Les deux autres membres du casting dont on profite le plus sont Rebecca Ferguson (Dame Jessica) et Javier Bardem (Stilgar). La première donne à son personnage une détermination très différente du premier opus. Elle en fait une Bene Gesserit puissante, quasi fanatique, qui offre quelques scènes sombres. A l’inverse, le fanatisme de Stilgar quant au mythe d’un prophète est presque amusante. Pourtant, elle est simple et sincère, ce qui accentue l’aspect touchant du personnage.
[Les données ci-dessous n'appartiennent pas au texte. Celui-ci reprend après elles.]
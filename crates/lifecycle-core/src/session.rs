//! Recomputation host
//!
//! The calculators are pure functions. A [`RecomputeSession`] is the publish
//! step around them: the host calls `publish_*` whenever a declared input
//! changes, the session computes the full snapshot, writes it through the
//! store and hands the same snapshot to every subscribed sink.

use serde::Serialize;
use shared_types::{EndOfLifeEmissions, ModuleDEmissions, WholeLifeCarbonTotals};
use tracing::{debug, instrument, warn};

use crate::config::{CarbonConfig, StorageKeys};
use crate::end_of_life::{EndOfLifeCalculator, EndOfLifeInputs, EndOfLifeRecord};
use crate::events::{SnapshotEvent, SnapshotSink};
use crate::module_d::{calculate_module_d, ModuleDInputs, ModuleDRecord};
use crate::store::{load_json, save_json, KeyValueStore};
use crate::whole_life::{aggregate_whole_life, WholeLifeInputs};

pub struct RecomputeSession<S: KeyValueStore> {
    store: S,
    keys: StorageKeys,
    end_of_life: EndOfLifeCalculator,
    sinks: Vec<Box<dyn SnapshotSink>>,
}

impl<S: KeyValueStore> RecomputeSession<S> {
    pub fn new(store: S) -> Self {
        Self {
            store,
            keys: StorageKeys::default(),
            end_of_life: EndOfLifeCalculator::new(),
            sinks: Vec::new(),
        }
    }

    pub fn from_config(store: S, config: &CarbonConfig) -> Self {
        Self {
            store,
            keys: config.storage.clone(),
            end_of_life: config.end_of_life.calculator(),
            sinks: Vec::new(),
        }
    }

    pub fn subscribe<K: SnapshotSink + 'static>(&mut self, sink: K) {
        self.sinks.push(Box::new(sink));
    }

    pub fn store(&self) -> &S {
        &self.store
    }

    pub fn keys(&self) -> &StorageKeys {
        &self.keys
    }

    pub fn end_of_life_calculator(&self) -> &EndOfLifeCalculator {
        &self.end_of_life
    }

    // ========================================================================
    // Restoring state
    // ========================================================================

    /// Stored end-of-life inputs with every waste fraction normalized, or
    /// the defaults when nothing usable is stored
    pub fn load_end_of_life_inputs(&self) -> EndOfLifeInputs {
        load_json::<EndOfLifeRecord, _>(&self.store, &self.keys.end_of_life_key)
            .map(|record| record.inputs.normalized())
            .unwrap_or_default()
    }

    pub fn load_module_d_inputs(&self) -> ModuleDInputs {
        load_json::<ModuleDRecord, _>(&self.store, &self.keys.module_d_key)
            .map(|record| record.inputs)
            .unwrap_or_default()
    }

    pub fn load_whole_life_totals(&self) -> Option<WholeLifeCarbonTotals> {
        load_json(&self.store, &self.keys.whole_life_key)
    }

    // ========================================================================
    // Publishing
    // ========================================================================

    #[instrument(skip_all)]
    pub fn publish_end_of_life(
        &self,
        building_area_sqm: f64,
        inputs: &EndOfLifeInputs,
    ) -> EndOfLifeEmissions {
        let emissions = self.end_of_life.calculate(building_area_sqm, inputs);
        debug!(
            c1 = emissions.c1_deconstruction,
            c2 = emissions.c2_transport,
            c3 = emissions.c3_waste_processing,
            c4 = emissions.c4_disposal,
            total = emissions.total,
            "Computed end-of-life emissions"
        );

        let record = EndOfLifeRecord {
            inputs: inputs.clone(),
            emissions,
        };
        self.persist(&self.keys.end_of_life_key, &record);
        self.notify(&SnapshotEvent::EndOfLife(emissions));
        emissions
    }

    #[instrument(skip_all)]
    pub fn publish_module_d(&self, inputs: &ModuleDInputs) -> ModuleDEmissions {
        let emissions = calculate_module_d(inputs);
        debug!(
            recycling = emissions.recycling_credits,
            reuse = emissions.reuse_credits,
            energy_recovery = emissions.energy_recovery_credits,
            total = emissions.total,
            "Computed Module D credits"
        );

        let record = ModuleDRecord {
            inputs: inputs.clone(),
            emissions,
        };
        self.persist(&self.keys.module_d_key, &record);
        self.notify(&SnapshotEvent::ModuleD(emissions));
        emissions
    }

    #[instrument(skip_all)]
    pub fn publish_whole_life(&self, inputs: &WholeLifeInputs) -> WholeLifeCarbonTotals {
        let totals = aggregate_whole_life(inputs);
        debug!(
            upfront = totals.total_upfront,
            whole_life = totals.total_whole_life,
            with_benefits = totals.total_with_benefits,
            has_intensities = totals.has_intensities(),
            "Computed whole-life totals"
        );

        self.persist(&self.keys.whole_life_key, &totals);
        self.notify(&SnapshotEvent::WholeLife(totals.clone()));
        totals
    }

    /// A failed write never discards the computed snapshot
    fn persist<T: Serialize>(&self, key: &str, value: &T) {
        if let Err(e) = save_json(&self.store, key, value) {
            warn!(key, error = %e, "Failed to persist snapshot");
        }
    }

    fn notify(&self, event: &SnapshotEvent) {
        for sink in &self.sinks {
            sink.on_event(event);
        }
    }
}

#[cfg(test)]
mod tests {
    use super::*;
    use crate::end_of_life::{DemolitionMethod, WasteFraction};
    use crate::error::{CarbonError, Result};
    use crate::events::RecordingSink;
    use crate::module_d::RecyclingItem;
    use crate::store::MemoryStore;
    use pretty_assertions::assert_eq;
    use shared_types::UpfrontEmissions;
    use std::sync::Arc;

    struct FailingStore;

    impl KeyValueStore for FailingStore {
        fn get(&self, _key: &str) -> Option<String> {
            None
        }

        fn set(&self, _key: &str, _value: &str) -> Result<()> {
            Err(CarbonError::Storage("read-only".to_string()))
        }
    }

    #[test]
    fn test_publish_persists_and_notifies_same_snapshot() {
        let recorder = Arc::new(RecordingSink::new());
        let mut session = RecomputeSession::new(MemoryStore::new());
        session.subscribe(Arc::clone(&recorder));

        let inputs = WholeLifeInputs::new(UpfrontEmissions::new(1000.0, 200.0, 100.0))
            .with_building_area(10.0);
        let totals = session.publish_whole_life(&inputs);

        assert_eq!(session.load_whole_life_totals(), Some(totals.clone()));
        assert_eq!(recorder.latest_whole_life(), Some(totals));
    }

    #[test]
    fn test_end_of_life_inputs_restore_after_publish() {
        let session = RecomputeSession::new(MemoryStore::new());
        let inputs = EndOfLifeInputs {
            demolition_method: DemolitionMethod::Implosion,
            transport_distance: "75".to_string(),
            waste_fractions: vec![WasteFraction::new("steel", 12.0, 95.0, 5.0, 0.0)],
        };
        let emissions = session.publish_end_of_life(400.0, &inputs);
        assert_eq!(emissions.c1_deconstruction, 400.0 * 15.0);
        assert_eq!(session.load_end_of_life_inputs(), inputs);
    }

    #[test]
    fn test_corrupt_state_loads_defaults() {
        let store = MemoryStore::new();
        store.set("endOfLifeCalculatorData", "not json").unwrap();
        store.set("moduleDCalculatorData", "{\"recyclingItems\": 5}").unwrap();
        store.set("wholeLifeCarbonTotals", "[]").unwrap();

        let session = RecomputeSession::new(store);
        assert_eq!(session.load_end_of_life_inputs(), EndOfLifeInputs::default());
        assert_eq!(session.load_module_d_inputs(), ModuleDInputs::default());
        assert_eq!(session.load_whole_life_totals(), None);
    }

    #[test]
    fn test_overfull_stored_fraction_is_normalized_on_load() {
        let store = MemoryStore::new();
        let stored = r#"{
            "demolitionMethod": "selective",
            "transportDistance": "50",
            "wasteFractions": [
                {
                    "material": "concrete", "tonnes": 10,
                    "recyclePercent": 90, "landfillPercent": 90, "incinerationPercent": 0
                },
                {
                    "material": "steel", "tonnes": -4,
                    "recyclePercent": 100, "landfillPercent": 0, "incinerationPercent": 0
                }
            ]
        }"#;
        store.set("endOfLifeCalculatorData", stored).unwrap();

        let inputs = RecomputeSession::new(store).load_end_of_life_inputs();
        let concrete = &inputs.waste_fractions[0];
        assert_eq!(concrete.recycle_percent, 90.0);
        assert_eq!(concrete.landfill_percent, 10.0);
        assert_eq!(concrete.incineration_percent, 0.0);
        assert_eq!(inputs.waste_fractions[1].tonnes, 0.0);
    }

    #[test]
    fn test_unknown_demolition_method_keeps_stored_inputs() {
        let store = MemoryStore::new();
        let stored = r#"{
            "demolitionMethod": "mechanical",
            "transportDistance": "120",
            "wasteFractions": [{"material": "steel", "tonnes": 500}]
        }"#;
        store.set("endOfLifeCalculatorData", stored).unwrap();

        let session = RecomputeSession::new(store);
        let inputs = session.load_end_of_life_inputs();
        assert_eq!(inputs.demolition_method, DemolitionMethod::Conventional);
        assert_eq!(inputs.transport_distance, "120");
        assert_eq!(inputs.waste_fractions.len(), 1);
        assert_eq!(inputs.waste_fractions[0].tonnes, 500.0);

        let emissions = session.publish_end_of_life(100.0, &inputs);
        assert_eq!(emissions.c1_deconstruction, 100.0 * 25.0);
    }

    #[test]
    fn test_store_failure_still_returns_snapshot() {
        let recorder = Arc::new(RecordingSink::new());
        let mut session = RecomputeSession::new(FailingStore);
        session.subscribe(Arc::clone(&recorder));

        let inputs = ModuleDInputs {
            recycling_items: vec![RecyclingItem::new("steel", 1.0)],
            reuse_items: vec![],
            energy_recovery_items: vec![],
        };
        let credits = session.publish_module_d(&inputs);
        assert_eq!(credits.total, -1850.0);
        assert_eq!(recorder.events(), vec![SnapshotEvent::ModuleD(credits)]);
    }

    #[test]
    fn test_config_keys_are_used() {
        let mut config = CarbonConfig::default();
        config.storage.whole_life_key = "project-42/totals".to_string();
        let session = RecomputeSession::from_config(MemoryStore::new(), &config);
        session.publish_whole_life(&WholeLifeInputs::default());
        assert!(session.store().get("project-42/totals").is_some());
        assert!(session.store().get("wholeLifeCarbonTotals").is_none());
    }
}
J’ai cherché pendant longtemps à comprendre pourquoi j’aimais ce Dune deuxième partie sans m’enthousiasmer, comme pour la première partie. Est-ce son trop plein, qui l’oblige à utiliser l’ellipse et à abréger le rôle de certains personnages ? Le fait que ce ne soit finalement que la deuxième partie d’un même film, alors que tous les espoirs pouvaient naître des promesses de ce second opus ? Je ne sais pas trop. D’autres visionnages seront nécessaires.
Ce que je sais en tout cas, c’est que j’ai pris beaucoup de plaisir à arpenter Arrakis. Ce qui peut rebuter chez Villeneuve m’attire beaucoup : un cinéma visuel, à la recherche de la belle image, qui se montre adulte dans son ton dans un premier degré qui me convient très bien.